Martí Montferrer ha sido el invitado especial del último programa Science Truck, de FECYT.

En ese mismo instituto, el Isaac Albéniz, de Badalona (Barcelona), estudiaba hace poco más de seis años. Ahora ha vuelto, no como alumno, sino como uno de los youtubers de ciencia más importantes del mundo hispano. Para hacerse una idea de su repercusión, basta con ver el número de suscripciones de su canal, CdeCiencia, que ya ha superado la cifra de 1,1 millones. Martí Montferrer, geólogo y divulgador científico, sabe aprovechar esta plataforma como pocos para llegar a gente insultantemente joven.

Para que nos hagamos una idea, hay que señalar que el pico más alto en las gráficas de edad de su público se sitúa en los 18 años. Por este y otros motivos, él ha sido el invitado especial del último programa Science Truck, el proyecto de FECYT que lleva a los youtubers de ciencia a las aulas.

Cuando empezó con su canal, en 2014, se podría decir que “había muchísimo Youtube de entretenimiento en español, pero de divulgación prácticamente no había nada”. La pregunta que se planteaba entonces estaba clara: “¿Realmente podremos hacernos un hueco o va a ser tan difícil como en la televisión?” –se refiere a la escasa presencia de programas de ciencia en la parrilla televisiva, más allá de Órbita Laika (La 2)–. La respuesta le sorprendió incluso a él mismo. “Descubrimos que la gente estaba hambrienta de ciencia”.

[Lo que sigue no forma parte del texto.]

//! Logical comment lines.

/// One comment line with its `*` continuation marker removed.
#[derive(Debug, Clone, Copy, PartialEq, Eq)]
pub struct Line<'a> {
    pub text: &'a str,
    /// Byte offset of `text` in the raw comment.
    pub offset: usize,
}

impl<'a> Line<'a> {
    /// The part of this line starting `at` bytes into `text`.
    pub fn tail(&self, at: usize) -> Line<'a> {
        Line {
            text: &self.text[at..],
            offset: self.offset + at,
        }
    }
}

/// Split a raw comment into logical lines.
///
/// Leading whitespace is dropped. A run of `*` markers is dropped together
/// with the single space that follows it; any further indentation is kept.
/// Comment delimiters (`/**` on the first line, `*/` on the last) are
/// removed when present.
pub fn split(raw: &str) -> Vec<Line<'_>> {
    let last = raw.matches('\n').count();
    let mut lines = Vec::new();
    let mut offset = 0;
    for (index, segment) in raw.split('\n').enumerate() {
        let mut line = segment.strip_suffix('\r').unwrap_or(segment);
        if index == last {
            if let Some(open) = line.trim_end().strip_suffix("*/") {
                line = open;
            }
        }
        let mut start = line.len() - line.trim_start().len();
        if index == 0 && line[start..].starts_with("/**") {
            // the second `*` is read as the marker run
            start += 2;
        }
        let rest = &line[start..];
        if rest.starts_with('*') {
            start += rest.len() - rest.trim_start_matches('*').len();
            if line[start..].starts_with(' ') {
                start += 1;
            }
        }
        lines.push(Line {
            text: &line[start..],
            offset: offset + start,
        });
        offset += segment.len() + 1;
    }
    lines
}

#[cfg(test)]
mod tests {
    use super::*;

    #[test]
    fn strips_markers_and_one_space() {
        let raw = "First line.\n * second\n *   indented\n **";
        let lines = split(raw);
        let texts: Vec<&str> = lines.iter().map(|l| l.text).collect();
        assert_eq!(texts, ["First line.", "second", "  indented", ""]);
    }

    #[test]
    fn strips_comment_delimiters() {
        let lines = split("/** Short. */");
        assert_eq!(lines.len(), 1);
        assert_eq!(lines[0].text, "Short. ");
        let texts: Vec<&str> = split("/**\n * a\n */").iter().map(|l| l.text).collect();
        assert_eq!(texts, ["", "a", ""]);
    }

    #[test]
    fn offsets_point_into_raw() {
        let raw = "a\n * b\r\n   c";
        for line in split(raw) {
            assert_eq!(&raw[line.offset..line.offset + line.text.len()], line.text);
        }
    }

    #[test]
    fn tail_moves_offset() {
        let raw = " * @param x";
        let line = split(raw)[0];
        let tail = line.tail(6);
        assert_eq!(tail.text, " x");
        assert_eq!(&raw[tail.offset..], " x");
    }
}
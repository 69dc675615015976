//! Host declaration model: the read-only traversal API the walker consumes.

pub mod json;

use crate::error::HostError;
use serde::Deserialize;

/// Root scope of a documentation run.
pub trait HostModel {
    type Element: HostElement;

    /// Packages in host order.
    fn packages(&self) -> Vec<Result<Self::Element, HostError>>;
}

/// One declaration as reported by the host.
///
/// Children are produced one `Result` at a time so that a single malformed
/// declaration can be isolated by the caller.
pub trait HostElement: Sized {
    /// Raw kind label, e.g. `class` or `method`.
    fn kind(&self) -> &str;
    fn name(&self) -> Result<&str, HostError>;
    fn qualified_name(&self) -> Option<&str>;
    fn modifiers(&self) -> &[String];
    fn type_parameters(&self) -> &[HostTypeParameter];
    fn annotations(&self) -> &[HostAnnotation];
    /// Field type, method return type or parameter type.
    fn type_ref(&self) -> Option<&str>;
    fn superclass(&self) -> Option<&str>;
    fn interfaces(&self) -> &[String];
    fn thrown_types(&self) -> &[String];
    /// Raw documentation comment text, continuation markers included.
    fn doc_comment(&self) -> Option<&str>;
    fn parameters(&self) -> Vec<Result<Self, HostError>>;
    /// Enclosed declarations (types of a package, members and nested types of
    /// a type) in declaration order.
    fn enclosed(&self) -> Vec<Result<Self, HostError>>;
}

#[derive(Debug, Clone, PartialEq, Eq, Deserialize)]
pub struct HostTypeParameter {
    pub name: String,
    #[serde(default)]
    pub bounds: Vec<String>,
}

#[derive(Debug, Clone, PartialEq, Eq, Deserialize)]
pub struct HostAnnotation {
    pub name: String,
    #[serde(default)]
    pub arguments: Vec<HostAnnotationArgument>,
}

#[derive(Debug, Clone, PartialEq, Eq, Deserialize)]
pub struct HostAnnotationArgument {
    #[serde(default)]
    pub name: Option<String>,
    pub value: HostAnnotationValue,
}

#[derive(Debug, Clone, PartialEq, Eq, Deserialize)]
#[serde(untagged)]
pub enum HostAnnotationValue {
    Literal(String),
    Bool(bool),
    Number(serde_json::Number),
    Array(Vec<HostAnnotationValue>),
    Annotation(HostAnnotation),
}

Era lo que al propio Montferrer le pasaba. “Yo me tenía que buscar la vida y tenía que ir a blogs, sobre todo en inglés, en los que poder consumir divulgación –afirma–. Me frustraba que aquí, en la televisión pública, no tuviéramos este tipo de contenidos”. De hecho, hizo una petición, a través de change.org, para pedir a TV3 más información de ámbito científico. “Fue bonito por la cantidad de firmas que conseguimos en muy poco tiempo, pero a la vez fue desesperanzador que no quisieran hacer nada”.

Decidió tomar las riendas y hacer algo para solucionar el problema. Sabía que había canales de divulgación que ya tenían mucho éxito en Estados Unidos. ¿Por qué no podía ocurrir lo mismo en España? Pues sí, sí podía. “Venía de muchos proyectos personales frustrados y pensé que solo iba a probar, aunque sabía que si lo hacía bien posiblemente saldría bien”, dice recordando sus expectativas iniciales.

En la actualidad vive de su actividad como youtuber, complementándola, eso sí, con otras acciones, como la publicación de su libro, El juego del cosmos, o la plataforma de micromecenazgo Patreon. Desde hace unos meses también realiza promociones, siempre que sea publicidad cercana a la actividad científica. Esta última línea de financiación despierta un debate interesante sobre contenido promocionado e información. “Por ahora estoy en esa fase de ver cómo reorganizo mi Patreon para reflejar el cambio de esa faceta más promocional de empresas que llegan al canal”, reflexiona.

Y ese análisis, esa manera de plantear las cuestiones delicadas, forma parte también de sus vídeos, los cuales, más allá de la ciencia, tienen un trasfondo en ocasiones casi filosófico. “Quizás uno de mis puntos fuertes sea no quedarme en explicar las cosas de forma fácil, sino plantear a la gente estos dilemas ético-morales o incluso trascendentales de la muerte, el universo… –reconoce–. Este tipo de preguntas que nos complican el sueño son muy buenas para que la divulgación no se quede en aprender sino en motivación para aprender, en buscar más contenidos por ti mismo”.

Su labor como divulgador es reducir ese “gran salto” que suele existir el ciudadanos de a pie y el científico. Los primeros ven a los segundos “como un ente mágico que hace sus cosas en el laboratorio”, sin entender lo que realmente están haciendo.

Y Youtube ayuda mucho a la hora combatir esta brecha. Es verdad que “existen canales que se dedican a la promoción de contenidos no respaldados por la producción de los académicos”, pero ese problema se soluciona enseñando a la gente a distinguir el contenido bueno del malo. Consiguiendo eso, la plataforma de vídeo “aporta bastante más de lo que quita” a la divulgación científica, concluye.